Here is our servlet definition.The name of the servlet is UploadFileController.java

package com.sarf.controller;

import java.io.IOException;

import javax.servlet.RequestDispatcher;

import javax.servlet.ServletException;

import javax.servlet.http.HttpServlet;

import javax.servlet.http.HttpServletRequest;

import javax.servlet.http.HttpServletResponse;

import com.sarf.business.UploadFileToServer;

public class UploadFileController extends HttpServlet {

      private static final long serialVersionUID = 1L;

  

 public UploadFileController() {

 }

 protected void doGet(HttpServletRequest request, HttpServletResponse response)

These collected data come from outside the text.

//! Tracing setup

use serde::{Deserialize, Serialize};
use tracing_subscriber::EnvFilter;

/// Filter used when `RUST_LOG` is not set
pub const DEFAULT_LOG_DIRECTIVE: &str = "signa=info";

/// Log output format
#[derive(Debug, Clone, Copy, PartialEq, Eq, Default, Serialize, Deserialize)]
#[serde(rename_all = "lowercase")]
pub enum LogFormat {
    /// Human-readable lines
    #[default]
    Pretty,
    /// One JSON object per event
    Json,
}

/// Install the global subscriber with the default filter.
///
/// Returns `false` if a subscriber was already installed.
pub fn init_tracing(format: LogFormat) -> bool {
    init_tracing_with(format, DEFAULT_LOG_DIRECTIVE)
}

/// Install the global subscriber; `default_directive` applies when `RUST_LOG` is unset
pub fn init_tracing_with(format: LogFormat, default_directive: &str) -> bool {
    let filter = EnvFilter::try_from_default_env().unwrap_or_else(|_| EnvFilter::new(default_directive));
    let builder = tracing_subscriber::fmt().with_env_filter(filter).with_target(true);

    let result = match format {
        LogFormat::Pretty => builder.try_init(),
        LogFormat::Json => builder.json().try_init(),
    };
    result.is_ok()
}

#[cfg(test)]
mod tests {
    use super::*;

    #[test]
    fn test_second_init_is_harmless() {
        init_tracing(LogFormat::Json);
        assert!(!init_tracing(LogFormat::Pretty));
    }

    #[test]
    fn test_log_format_serde() {
        let format: LogFormat = serde_json::from_str(r#""json""#).unwrap();
        assert_eq!(format, LogFormat::Json);
        assert_eq!(LogFormat::default(), LogFormat::Pretty);
    }
}
//! Event recorder - keeps every engine event a scenario observed

use std::time::Duration;

use signa_core::EngineEvent;
use signa_runtime::{drain, EventSink, EventStream};

/// Records engine events in arrival order
pub struct EventRecorder {
    stream: EventStream,
    history: Vec<EngineEvent>,
}

impl EventRecorder {
    pub fn new(stream: EventStream) -> Self {
        EventRecorder {
            stream,
            history: Vec::new(),
        }
    }

    /// Sink for the engine and the recorder listening to it
    pub fn channel() -> (EventSink, Self) {
        let (sink, stream) = EventSink::channel();
        (sink, Self::new(stream))
    }

    /// Pull in everything already delivered
    pub fn collect(&mut self) -> &[EngineEvent] {
        self.history.extend(drain(&mut self.stream));
        &self.history
    }

    /// Wait for the next event matching `pred`.
    ///
    /// Every event received on the way is recorded. Returns `None` once the
    /// engine has dropped its sink.
    pub async fn wait_for<F>(&mut self, pred: F) -> Option<EngineEvent>
    where
        F: Fn(&EngineEvent) -> bool,
    {
        while let Some(event) = self.stream.recv().await {
            self.history.push(event.clone());
            if pred(&event) {
                return Some(event);
            }
        }
        None
    }

    /// Wait until the current round has wound down
    pub async fn wait_round_end(&mut self) -> Option<EngineEvent> {
        self.wait_for(|e| *e == EngineEvent::ProgressCleared).await
    }

    pub fn history(&self) -> &[EngineEvent] {
        &self.history
    }

    /// Hand over the recorded history and start afresh
    pub fn take(&mut self) -> Vec<EngineEvent> {
        self.collect();
        std::mem::take(&mut self.history)
    }

    pub fn contains(&self, event: &EngineEvent) -> bool {
        self.history.contains(event)
    }

    pub fn count<F>(&self, pred: F) -> usize
    where
        F: Fn(&EngineEvent) -> bool,
    {
        self.history.iter().filter(|e| pred(e)).count()
    }

    /// Remaining times of every recorded countdown
    pub fn countdowns(&self) -> Vec<Duration> {
        self.history
            .iter()
            .filter_map(|e| match e {
                EngineEvent::Countdown { remaining } => Some(*remaining),
                _ => None,
            })
            .collect()
    }

    /// Terminal events (success, feedback, cancellation)
    pub fn terminals(&self) -> Vec<&EngineEvent> {
        self.history.iter().filter(|e| e.is_terminal()).collect()
    }
}
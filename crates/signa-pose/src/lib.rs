//! Signa Pose - Skeleton geometry and similarity scoring
//!
//! Pure functions over 2-D joints in normalized image space. No state, no I/O.
//!
//! # Pipeline
//!
//! target joints + observed joints
//!   → per-joint error map (Euclidean distance, missing joints excluded)
//!   → average error
//!   → 0-100 score through a linear, clamped calibration
//!
//! Accuracy classes (accurate / moderate / error / no data) are derived from
//! the same error map and are used for visualization only.

pub mod accuracy;
pub mod reference;
pub mod scoring;
pub mod skeleton;

pub use accuracy::*;
pub use reference::*;
pub use scoring::*;
pub use skeleton::*;
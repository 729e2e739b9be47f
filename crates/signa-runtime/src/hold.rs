//! Hold-timer state machine
//!
//! Idle → Armed → Holding → Triggered → (Armed | Idle)
//!
//! The timer is pure: it is driven by tracker ticks carrying the current
//! session time and never reads a clock itself. It fires exactly once per
//! hold and stays in `Triggered`, ignoring ticks, until the round finishes.

use std::time::Duration;

use signa_core::SessionTime;
use tracing::debug;

/// Time the learner must hold the pose before capture
pub const DEFAULT_HOLD_THRESHOLD: Duration = Duration::from_millis(5000);

/// Hold-timer state
#[derive(Debug, Clone, Copy, PartialEq, Eq)]
pub enum HoldState {
    /// Not checking; ticks are ignored
    Idle,
    /// Checking; the next tick starts the hold
    Armed,
    /// Hold in progress since `started_at`
    Holding { started_at: SessionTime },
    /// Threshold reached; a capture round owns the engine
    Triggered,
}

/// Result of feeding one tick to the timer
#[derive(Debug, Clone, Copy, PartialEq, Eq)]
pub enum TickOutcome {
    /// Not checking, or a round is in flight
    Ignored,
    /// Still holding; `remaining` until capture
    Holding { remaining: Duration },
    /// The threshold elapsed on this tick
    Triggered,
}

/// Hold session owner
#[derive(Debug, Clone)]
pub struct HoldTimer {
    state: HoldState,
    threshold: Duration,
    remaining: Duration,
}

impl HoldTimer {
    pub fn new(threshold: Duration) -> Self {
        Self {
            state: HoldState::Idle,
            threshold,
            remaining: threshold,
        }
    }

    pub fn state(&self) -> HoldState {
        self.state
    }

    pub fn threshold(&self) -> Duration {
        self.threshold
    }

    /// Last published time until capture
    pub fn remaining(&self) -> Duration {
        self.remaining
    }

    /// Armed or holding
    pub fn is_checking(&self) -> bool {
        matches!(self.state, HoldState::Armed | HoldState::Holding { .. })
    }

    /// Caller signalled "start checking".
    ///
    /// Only `Idle` arms; returns whether the state changed.
    pub fn start_checking(&mut self) -> bool {
        if self.state != HoldState::Idle {
            return false;
        }
        self.state = HoldState::Armed;
        self.remaining = self.threshold;
        debug!("Hold timer armed");
        true
    }

    /// Caller signalled "pause": back to `Idle` with a full threshold
    pub fn pause(&mut self) {
        if self.state != HoldState::Idle {
            debug!(from = ?self.state, "Hold timer paused");
        }
        self.state = HoldState::Idle;
        self.remaining = self.threshold;
    }

    /// Feed one tracker tick
    pub fn on_tick(&mut self, now: SessionTime) -> TickOutcome {
        match self.state {
            HoldState::Idle | HoldState::Triggered => TickOutcome::Ignored,
            HoldState::Armed => {
                self.state = HoldState::Holding { started_at: now };
                self.remaining = self.threshold;
                debug!(?now, "Hold started");
                TickOutcome::Holding {
                    remaining: self.remaining,
                }
            }
            HoldState::Holding { started_at } => {
                let elapsed = now - started_at;
                if elapsed >= self.threshold {
                    self.state = HoldState::Triggered;
                    self.remaining = Duration::ZERO;
                    debug!(?elapsed, "Hold threshold reached");
                    TickOutcome::Triggered
                } else {
                    self.remaining = self.threshold - elapsed;
                    TickOutcome::Holding {
                        remaining: self.remaining,
                    }
                }
            }
        }
    }

    /// A capture round completed; re-arm or go idle.
    ///
    /// A pause during the round has already moved the timer to `Idle`, and
    /// it stays there.
    pub fn finish_round(&mut self, rearm: bool) -> HoldState {
        if self.state == HoldState::Triggered {
            self.state = if rearm { HoldState::Armed } else { HoldState::Idle };
            self.remaining = self.threshold;
        }
        self.state
    }
}

impl Default for HoldTimer {
    fn default() -> Self {
        Self::new(DEFAULT_HOLD_THRESHOLD)
    }
}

  throws ServletException, IOException {

 }

 protected void doPost(HttpServletRequest request, HttpServletResponse response)

  throws ServletException, IOException {

    //Class responsible for reading the request and uploading the file into server

    UploadFileToServer upload = new UploadFileToServer();

    //Calling the method uploadFile()

    String strFile = upload.uploadFile(request);

    System.out.println("File Upload Message"+strFile);

  }

 }

Here is the content of web.xml.

<?xml version="1.0" encoding="UTF-8"?>

<web-app id="WebApp_ID" version="2.4" xmlns="http://java.sun.com/xml/ns/j2ee"

      xmlns:xsi="http://www.w3.org/2001/XMLSchema-instance"

      xsi:schemaLocation="http://java.sun.com/xml/ns/j2ee

      http://java.sun.com/xml/ns/j2ee/web-app_2_4.xsd">

      <display-name>Upload Example</display-name>

      <servlet>

            <description></description>

            <display-name>UploadFileController</display-name>

            <servlet-name>UploadFileController</servlet-name>

            <servlet-class>com.sarf.controller.UploadFileController</servlet-class>

      </servlet>

      <servlet-mapping>

            <servlet-name>UploadFileController</servlet-name>

            <url-pattern>/UploadFileController</url-pattern>

      </servlet-mapping>

      <welcome-file-list>

            <welcome-file>default.jsp</welcome-file>

      </welcome-file-list>

</web-app>

Here is our  UploadFileToServer.java

package com.sarf.business;

import java.io.File;

import java.util.Iterator;

import java.util.List;

import javax.servlet.http.HttpServletRequest;

import org.apache.commons.fileupload.FileItem;

import org.apache.commons.fileupload.FileItemFactory;

import org.apache.commons.fileupload.disk.DiskFileItemFactory;

import org.apache.commons.fileupload.servlet.ServletFileUpload;

public class UploadFileToServer {

     

public String uploadFile(HttpServletRequest pRequest)

{

 File file = null;

 boolean isMultipart = false;

 List fileItems = null;

 Iterator itr = null;

 FileItem fileItem = null;

 try

 {

   // Check that we have a file upload request

   isMultipart = ServletFileUpload.isMultipartContent(pRequest);

   if(isMultipart)

   {

    // Create a factory for disk-based file items

    FileItemFactory factory = new DiskFileItemFactory();

    // Create a new file upload handler

    ServletFileUpload fu= new ServletFileUpload(factory);

    // Parse the request

    fileItems = fu.parseRequest(pRequest);

    itr = fileItems.iterator();

    fileItem = (FileItem)itr.next();

   

    if(!fileItem.isFormField()) {

      file= new File("K:\\","uploadedFileName.txt");

      // Write file into disk

      fileItem.write(file);

      }

   }

  }catch(Exception e){

    //Handle your exception here 

    return "Your Failure Message Goes Here";

   }

  //Returning the uploaded file path

  return file.getAbsolutePath();

 }

}

You can upload multiple files using this program by modifying the code appropriately.In fileItems list, you can have more than one FileItem and get it using Iterator.

You can get the absolute file path using fileItem.getName() method and parse it to get file name.

In the following code snippet ' file= new File("K:\\","uploadedFileName.txt");',I used hard coded value for simplicity of my code. It is recommended to use the original uploaded file name in the above code.

"K:\\"  is the drive name on server.